= Exercise data =
────────────────

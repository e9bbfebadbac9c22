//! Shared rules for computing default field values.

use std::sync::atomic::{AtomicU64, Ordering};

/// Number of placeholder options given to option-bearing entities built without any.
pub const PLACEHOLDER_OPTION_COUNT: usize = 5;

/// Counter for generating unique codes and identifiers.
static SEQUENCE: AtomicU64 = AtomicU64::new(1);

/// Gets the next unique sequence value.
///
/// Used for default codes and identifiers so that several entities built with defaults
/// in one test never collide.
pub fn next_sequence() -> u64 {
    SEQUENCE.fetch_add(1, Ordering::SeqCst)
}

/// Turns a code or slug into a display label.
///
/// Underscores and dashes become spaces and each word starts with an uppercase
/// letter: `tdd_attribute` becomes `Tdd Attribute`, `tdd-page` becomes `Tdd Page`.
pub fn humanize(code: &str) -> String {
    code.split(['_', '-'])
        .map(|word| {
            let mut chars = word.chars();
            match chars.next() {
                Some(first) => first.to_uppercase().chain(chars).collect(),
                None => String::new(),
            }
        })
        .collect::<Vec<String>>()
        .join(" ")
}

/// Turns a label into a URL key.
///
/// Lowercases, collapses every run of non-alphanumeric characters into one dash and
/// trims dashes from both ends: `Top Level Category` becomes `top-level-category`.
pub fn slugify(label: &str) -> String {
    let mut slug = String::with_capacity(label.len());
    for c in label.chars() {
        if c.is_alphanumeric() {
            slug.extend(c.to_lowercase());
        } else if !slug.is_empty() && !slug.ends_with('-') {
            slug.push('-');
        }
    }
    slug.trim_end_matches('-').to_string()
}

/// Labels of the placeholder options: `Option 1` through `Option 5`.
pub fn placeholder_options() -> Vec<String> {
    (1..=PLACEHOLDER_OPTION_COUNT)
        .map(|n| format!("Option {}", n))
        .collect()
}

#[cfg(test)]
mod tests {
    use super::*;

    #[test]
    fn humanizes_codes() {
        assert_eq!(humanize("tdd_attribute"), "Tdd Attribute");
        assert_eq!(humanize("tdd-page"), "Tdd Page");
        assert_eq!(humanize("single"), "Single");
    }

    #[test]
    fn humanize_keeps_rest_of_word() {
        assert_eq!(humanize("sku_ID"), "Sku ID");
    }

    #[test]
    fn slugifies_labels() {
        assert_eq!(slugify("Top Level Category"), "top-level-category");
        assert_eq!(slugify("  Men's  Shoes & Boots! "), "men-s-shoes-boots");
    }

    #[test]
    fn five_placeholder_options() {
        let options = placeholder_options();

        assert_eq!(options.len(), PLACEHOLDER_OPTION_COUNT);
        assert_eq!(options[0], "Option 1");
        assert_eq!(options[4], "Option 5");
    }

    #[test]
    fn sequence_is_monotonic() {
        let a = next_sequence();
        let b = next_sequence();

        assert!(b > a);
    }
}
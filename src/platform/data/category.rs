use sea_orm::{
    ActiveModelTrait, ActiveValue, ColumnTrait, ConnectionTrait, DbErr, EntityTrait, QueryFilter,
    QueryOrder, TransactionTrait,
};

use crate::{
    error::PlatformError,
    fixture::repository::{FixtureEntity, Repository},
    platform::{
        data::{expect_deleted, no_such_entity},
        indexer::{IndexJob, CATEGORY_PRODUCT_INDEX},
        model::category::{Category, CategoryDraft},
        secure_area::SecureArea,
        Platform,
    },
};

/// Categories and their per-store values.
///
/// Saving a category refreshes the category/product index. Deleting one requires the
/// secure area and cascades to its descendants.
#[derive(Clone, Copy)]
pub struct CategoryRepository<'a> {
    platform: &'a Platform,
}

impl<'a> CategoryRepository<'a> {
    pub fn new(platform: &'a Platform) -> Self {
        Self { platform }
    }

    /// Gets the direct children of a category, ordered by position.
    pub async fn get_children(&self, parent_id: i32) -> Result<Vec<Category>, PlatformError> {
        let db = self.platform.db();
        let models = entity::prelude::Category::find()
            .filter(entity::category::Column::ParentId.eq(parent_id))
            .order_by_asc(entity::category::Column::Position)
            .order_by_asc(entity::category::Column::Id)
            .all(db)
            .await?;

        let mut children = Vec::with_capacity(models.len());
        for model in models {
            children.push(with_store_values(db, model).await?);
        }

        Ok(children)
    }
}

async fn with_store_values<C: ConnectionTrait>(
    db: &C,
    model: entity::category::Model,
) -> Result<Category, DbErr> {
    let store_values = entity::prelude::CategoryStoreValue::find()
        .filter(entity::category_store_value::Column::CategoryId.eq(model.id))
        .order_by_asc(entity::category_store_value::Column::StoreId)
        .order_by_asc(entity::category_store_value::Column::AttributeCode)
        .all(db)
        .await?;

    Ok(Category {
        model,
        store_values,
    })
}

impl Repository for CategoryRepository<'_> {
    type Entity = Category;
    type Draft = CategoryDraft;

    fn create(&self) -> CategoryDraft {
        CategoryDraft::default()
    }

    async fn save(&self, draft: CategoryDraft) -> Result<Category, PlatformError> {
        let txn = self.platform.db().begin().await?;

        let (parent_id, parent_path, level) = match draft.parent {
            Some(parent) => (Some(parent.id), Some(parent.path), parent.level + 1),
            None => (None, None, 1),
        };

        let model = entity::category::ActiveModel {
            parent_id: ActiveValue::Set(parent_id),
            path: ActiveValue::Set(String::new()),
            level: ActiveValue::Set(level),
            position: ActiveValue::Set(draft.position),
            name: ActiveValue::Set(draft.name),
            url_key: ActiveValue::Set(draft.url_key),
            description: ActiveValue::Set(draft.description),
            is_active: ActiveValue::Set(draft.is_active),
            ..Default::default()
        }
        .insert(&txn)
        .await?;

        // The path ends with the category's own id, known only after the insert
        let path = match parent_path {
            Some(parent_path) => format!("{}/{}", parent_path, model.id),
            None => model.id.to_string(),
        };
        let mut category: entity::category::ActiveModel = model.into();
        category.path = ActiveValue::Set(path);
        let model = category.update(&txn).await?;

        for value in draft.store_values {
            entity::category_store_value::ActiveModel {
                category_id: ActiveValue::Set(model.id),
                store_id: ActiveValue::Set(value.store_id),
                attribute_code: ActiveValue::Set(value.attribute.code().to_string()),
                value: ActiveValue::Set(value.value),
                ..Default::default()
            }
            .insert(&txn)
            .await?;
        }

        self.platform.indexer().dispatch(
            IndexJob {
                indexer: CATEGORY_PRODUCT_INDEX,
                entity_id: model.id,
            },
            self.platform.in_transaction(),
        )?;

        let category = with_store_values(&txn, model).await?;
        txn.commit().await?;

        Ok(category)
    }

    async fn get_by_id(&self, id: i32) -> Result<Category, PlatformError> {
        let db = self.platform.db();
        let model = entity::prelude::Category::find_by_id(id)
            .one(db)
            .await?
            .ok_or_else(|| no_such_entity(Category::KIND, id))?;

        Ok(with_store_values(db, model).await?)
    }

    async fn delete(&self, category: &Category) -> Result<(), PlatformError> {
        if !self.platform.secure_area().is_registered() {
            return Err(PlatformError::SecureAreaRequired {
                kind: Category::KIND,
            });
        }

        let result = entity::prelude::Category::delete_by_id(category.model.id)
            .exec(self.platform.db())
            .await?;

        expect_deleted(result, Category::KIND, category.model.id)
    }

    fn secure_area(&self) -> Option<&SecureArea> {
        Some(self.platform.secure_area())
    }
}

────────────────

Retype the whole listing above exactly.

= Written solution =
repository e9bbfebadbac9c22
//! Shared rules for computing default field values.

use std::sync::atomic::{AtomicU64, Ordering};

/// Number of placeholder options given to option-bearing entities built without any.
pub const PLACEHOLDER_OPTION_COUNT: usize = 5;

/// Counter for generating unique codes and identifiers.
static SEQUENCE: AtomicU64 = AtomicU64::new(1);

/// Gets the next unique sequence value.
///
/// Used for default codes and identifiers so that several entities built with defaults
/// in one test never collide.
pub fn next_sequence() -> u64 {
    SEQUENCE.fetch_add(1, Ordering::SeqCst)
}

/// Turns a code or slug into a display label.
///
/// Underscores and dashes become spaces and each word starts with an uppercase
/// letter: `tdd_attribute` becomes `Tdd Attribute`, `tdd-page` becomes `Tdd Page`.
pub fn humanize(code: &str) -> String {
    code.split(['_', '-'])
        .map(|word| {
            let mut chars = word.chars();
            match chars.next() {
                Some(first) => first.to_uppercase().chain(chars).collect(),
                None => String::new(),
            }
        })
        .collect::<Vec<String>>()
        .join(" ")
}

/// Turns a label into a URL key.
///
/// Lowercases, collapses every run of non-alphanumeric characters into one dash and
/// trims dashes from both ends: `Top Level Category` becomes `top-level-category`.
pub fn slugify(label: &str) -> String {
    let mut slug = String::with_capacity(label.len());
    for c in label.chars() {
        if c.is_alphanumeric() {
            slug.extend(c.to_lowercase());
        } else if !slug.is_empty() && !slug.ends_with('-') {
            slug.push('-');
        }
    }
    slug.trim_end_matches('-').to_string()
}

/// Labels of the placeholder options: `Option 1` through `Option 5`.
pub fn placeholder_options() -> Vec<String> {
    (1..=PLACEHOLDER_OPTION_COUNT)
        .map(|n| format!("Option {}", n))
        .collect()
}

#[cfg(test)]
mod tests {
    use super::*;

    #[test]
    fn humanizes_codes() {
        assert_eq!(humanize("tdd_attribute"), "Tdd Attribute");
        assert_eq!(humanize("tdd-page"), "Tdd Page");
        assert_eq!(humanize("single"), "Single");
    }

    #[test]
    fn humanize_keeps_rest_of_word() {
        assert_eq!(humanize("sku_ID"), "Sku ID");
    }

    #[test]
    fn slugifies_labels() {
        assert_eq!(slugify("Top Level Category"), "top-level-category");
        assert_eq!(slugify("  Men's  Shoes & Boots! "), "men-s-shoes-boots");
    }

    #[test]
    fn five_placeholder_options() {
        let options = placeholder_options();

        assert_eq!(options.len(), PLACEHOLDER_OPTION_COUNT);
        assert_eq!(options[0], "Option 1");
        assert_eq!(options[4], "Option 5");
    }

    #[test]
    fn sequence_is_monotonic() {
        let a = next_sequence();
        let b = next_sequence();

        assert!(b > a);
    }
}
filename src/platform/data/category.rs
use sea_orm::{
    ActiveModelTrait, ActiveValue, ColumnTrait, ConnectionTrait, DbErr, EntityTrait, QueryFilter,
    QueryOrder, TransactionTrait,
};

use crate::{
    error::PlatformError,
    fixture::repository::{FixtureEntity, Repository},
    platform::{
        data::{expect_deleted, no_such_entity},
        indexer::{IndexJob, CATEGORY_PRODUCT_INDEX},
        model::category::{Category, CategoryDraft},
        secure_area::SecureArea,
        Platform,
    },
};

/// Categories and their per-store values.
///
/// Saving a category refreshes the category/product index. Deleting one requires the
/// secure area and cascades to its descendants.
#[derive(Clone, Copy)]
pub struct CategoryRepository<'a> {
    platform: &'a Platform,
}

impl<'a> CategoryRepository<'a> {
    pub fn new(platform: &'a Platform) -> Self {
        Self { platform }
    }

    /// Gets the direct children of a category, ordered by position.
    pub async fn get_children(&self, parent_id: i32) -> Result<Vec<Category>, PlatformError> {
        let db = self.platform.db();
        let models = entity::prelude::Category::find()
            .filter(entity::category::Column::ParentId.eq(parent_id))
            .order_by_asc(entity::category::Column::Position)
            .order_by_asc(entity::category::Column::Id)
            .all(db)
            .await?;

        let mut children = Vec::with_capacity(models.len());
        for model in models {
            children.push(with_store_values(db, model).await?);
        }

        Ok(children)
    }
}

async fn with_store_values<C: ConnectionTrait>(
    db: &C,
    model: entity::category::Model,
) -> Result<Category, DbErr> {
    let store_values = entity::prelude::CategoryStoreValue::find()
        .filter(entity::category_store_value::Column::CategoryId.eq(model.id))
        .order_by_asc(entity::category_store_value::Column::StoreId)
        .order_by_asc(entity::category_store_value::Column::AttributeCode)
        .all(db)
        .await?;

    Ok(Category {
        model,
        store_values,
    })
}

impl Repository for CategoryRepository<'_> {
    type Entity = Category;
    type Draft = CategoryDraft;

    fn create(&self) -> CategoryDraft {
        CategoryDraft::default()
    }

    async fn save(&self, draft: CategoryDraft) -> Result<Category, PlatformError> {
        let txn = self.platform.db().begin().await?;

        let (parent_id, parent_path, level) = match draft.parent {
            Some(parent) => (Some(parent.id), Some(parent.path), parent.level + 1),
            None => (None, None, 1),
        };

        let model = entity::category::ActiveModel {
            parent_id: ActiveValue::Set(parent_id),
            path: ActiveValue::Set(String::new()),
            level: ActiveValue::Set(level),
            position: ActiveValue::Set(draft.position),
            name: ActiveValue::Set(draft.name),
            url_key: ActiveValue::Set(draft.url_key),
            description: ActiveValue::Set(draft.description),
            is_active: ActiveValue::Set(draft.is_active),
            ..Default::default()
        }
        .insert(&txn)
        .await?;

        // The path ends with the category's own id, known only after the insert
        let path = match parent_path {
            Some(parent_path) => format!("{}/{}", parent_path, model.id),
            None => model.id.to_string(),
        };
        let mut category: entity::category::ActiveModel = model.into();
        category.path = ActiveValue::Set(path);
        let model = category.update(&txn).await?;

        for value in draft.store_values {
            entity::category_store_value::ActiveModel {
                category_id: ActiveValue::Set(model.id),
                store_id: ActiveValue::Set(value.store_id),
                attribute_code: ActiveValue::Set(value.attribute.code().to_string()),
                value: ActiveValue::Set(value.value),
                ..Default::default()
            }
            .insert(&txn)
            .await?;
        }

        self.platform.indexer().dispatch(
            IndexJob {
                indexer: CATEGORY_PRODUCT_INDEX,
                entity_id: model.id,
            },
            self.platform.in_transaction(),
        )?;

        let category = with_store_values(&txn, model).await?;
        txn.commit().await?;

        Ok(category)
    }

    async fn get_by_id(&self, id: i32) -> Result<Category, PlatformError> {
        let db = self.platform.db();
        let model = entity::prelude::Category::find_by_id(id)
            .one(db)
            .await?
            .ok_or_else(|| no_such_entity(Category::KIND, id))?;

        Ok(with_store_values(db, model).await?)
    }

    async fn delete(&self, category: &Category) -> Result<(), PlatformError> {
        if !self.platform.secure_area().is_registered() {
            return Err(PlatformError::SecureAreaRequired {
                kind: Category::KIND,
            });
        }

        let result = entity::prelude::Category::delete_by_id(category.model.id)
            .exec(self.platform.db())
            .await?;

        expect_deleted(result, Category::KIND, category.model.id)
    }

    fn secure_area(&self) -> Option<&SecureArea> {
        Some(self.platform.secure_area())
    }
}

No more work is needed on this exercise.